More specifically, according to the O2-based regeneration, when the accumulation amount of soot (PM) to the DPF 28 has reached a predetermined threshold value during operation, the soot (PM) is oxidized and removed using the following oxidation reaction ((C+O2→CO2) and/or (2C+O2→2CO)) by increasing the exhaust gas temperature by use of, for example, executing an after-injection after a main injection to forcibly increase the temperature (floor temperature) of the DPF 28 so as to be higher than or equal to a predetermined regeneration target temperature (for example, 600 degrees Celsius). NO contained in the exhaust gas discharged from the internal combustion engine 10 is oxidized when passing through the DOC 26, and NO2 is produced.

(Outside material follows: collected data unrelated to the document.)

pub const ILLEGAL_CID: ClassId = ClassId(0);
pub const NULL_CID: ClassId = ClassId(1);
pub const DYNAMIC_CID: ClassId = ClassId(2);
pub const VOID_CID: ClassId = ClassId(3);
pub const OBJECT_CID: ClassId = ClassId(4);
pub const BOOL_CID: ClassId = ClassId(5);
pub const SMI_CID: ClassId = ClassId(6);
pub const MINT_CID: ClassId = ClassId(7);
pub const BIGINT_CID: ClassId = ClassId(8);
pub const DOUBLE_CID: ClassId = ClassId(9);
pub const INT_INTERFACE_CID: ClassId = ClassId(10);
pub const NUMBER_CID: ClassId = ClassId(11);
pub const DOUBLE_INTERFACE_CID: ClassId = ClassId(12);
pub const STRING_INTERFACE_CID: ClassId = ClassId(13);
pub const ONE_BYTE_STRING_CID: ClassId = ClassId(14);
pub const TWO_BYTE_STRING_CID: ClassId = ClassId(15);
pub const LIST_CID: ClassId = ClassId(16);
pub const ARRAY_CID: ClassId = ClassId(17);
pub const GROWABLE_ARRAY_CID: ClassId = ClassId(18);
pub const FUNCTION_CID: ClassId = ClassId(19);
pub const CLOSURE_CID: ClassId = ClassId(20);
pub const TYPE_ARGUMENTS_CID: ClassId = ClassId(21);
pub const TYPE_CID: ClassId = ClassId(22);
// runtime internal objects: caches, descriptors, code
pub const INTERNAL_CID: ClassId = ClassId(23);
pub const NUM_PREDEFINED_CIDS: u32 = 24;

pub const SMI_BITS: u32 = 62;
pub const SMI_MIN: i64 = -(1 << SMI_BITS);
pub const SMI_MAX: i64 = (1 << SMI_BITS) - 1;

pub fn is_smi_value(value: i64) -> bool {
    (SMI_MIN..=SMI_MAX).contains(&value)
}

pub fn is_integer_cid(cid: ClassId) -> bool {
    cid == SMI_CID || cid == MINT_CID || cid == BIGINT_CID
}
use parking_lot::Mutex;
use std::fmt;
use std::sync::Arc;

use crate::il::{DeoptId, Function, FunctionId};
use crate::object_model::{ClassId, Symbol};
use crate::runtime::ArgumentsDescriptor;

#[derive(Clone, Debug)]
pub struct ICCheck {
    pub class_ids: Vec<ClassId>,
    pub target: Arc<Function>,
    pub count: usize,
}

/// Receiver classes observed at one call site. Append-only: the runtime adds
/// checks on cache misses, entries are never removed.
pub struct ICData {
    pub owner: FunctionId,
    pub target_name: Symbol,
    pub arguments_descriptor: Arc<ArgumentsDescriptor>,
    pub deopt_id: DeoptId,
    pub num_args_tested: usize,
    checks: Mutex<Vec<ICCheck>>,
}

impl ICData {
    pub fn new(
        owner: FunctionId,
        target_name: Symbol,
        arguments_descriptor: Arc<ArgumentsDescriptor>,
        deopt_id: DeoptId,
        num_args_tested: usize,
    ) -> ICData {
        ICData {
            owner,
            target_name,
            arguments_descriptor,
            deopt_id,
            num_args_tested,
            checks: Mutex::new(Vec::new()),
        }
    }

    pub fn add_check(&self, class_ids: Vec<ClassId>, target: Arc<Function>) {
        assert_eq!(class_ids.len(), self.num_args_tested);
        let mut checks = self.checks.lock();

        if let Some(check) = checks.iter_mut().find(|check| check.class_ids == class_ids) {
            check.count += 1;
            return;
        }

        checks.push(ICCheck {
            class_ids,
            target,
            count: 1,
        });
    }

    /// Static calls record their single target without receiver classes.
    pub fn add_target(&self, target: Arc<Function>) {
        assert_eq!(self.num_args_tested, 0);
        let mut checks = self.checks.lock();

        if checks.is_empty() {
            checks.push(ICCheck {
                class_ids: Vec::new(),
                target,
                count: 0,
            });
        }
    }

    pub fn number_of_checks(&self) -> usize {
        self.checks.lock().len()
    }

    pub fn checks(&self) -> Vec<ICCheck> {
        self.checks.lock().clone()
    }

    pub fn aggregate_count(&self) -> usize {
        self.checks.lock().iter().map(|check| check.count).sum()
    }

    /// Checks ordered by descending count, ties keep insertion order.
    pub fn sorted_by_count(&self) -> Vec<ICCheck> {
        let mut checks = self.checks();
        checks.sort_by(|l, r| r.count.cmp(&l.count));
        checks
    }

    pub fn is_megamorphic(&self, max_checks: usize) -> bool {
        self.number_of_checks() > max_checks
    }
}

impl fmt::Debug for ICData {
    fn fmt(&self, f: &mut fmt::Formatter) -> fmt::Result {
        f.debug_struct("ICData")
            .field("target_name", &self.target_name)
            .field("deopt_id", &self.deopt_id)
            .field("num_args_tested", &self.num_args_tested)
            .field("checks", &self.number_of_checks())
            .finish()
    }
}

According to the NO2-based regeneration, soot (PM) is oxidized and removed using the following oxidization reaction of soot ((C+2NO2→CO2+2NO) and/or (C+NO2→CO+NO)) by increasing the amount of NO2 supplied to the DPF 28 by use of adjustment of an engine control parameter (fuel injection parameter (such as fuel injection timing or pilot injection amount) or the amount of EGR gas) for increasing NOx (NO) discharged from the cylinders, and by increasing the temperature (floor temperature) of the DPF 28 so as to be higher than or equal to a predetermined temperature (about 300 to 400 degrees Celsius) albeit to a relatively lower extent compared to the time of the O2-based regeneration.
In order to efficiently perform the NO2-based regeneration during operation of the internal combustion engine 10, as already described, it is required, as compared to the time of the normal combustion, to increase the amount of NO2 supplied to the DPF 28, and to increase the temperature of the DPF 28 albeit to a lower extent compared to the time of the O2-based regeneration. However, the NO2-based regeneration requires a longer time to regenerate the DPF 28 as compared to the O2-based regeneration. It is therefore conceivable that when the NO2-based regeneration is actively performed without sufficient consideration with respect to the operating state at the time of performance of the NO2-based regeneration, the NO2-based regeneration may be performed over a long period of time. As a result, this comes down to problems, such as the deterioration of exhaust emission performance due to an increase in NOx emission and the deterioration of fuel efficiency due to execution of, for example, an additional fuel injection to increase the temperature of the DPF 28.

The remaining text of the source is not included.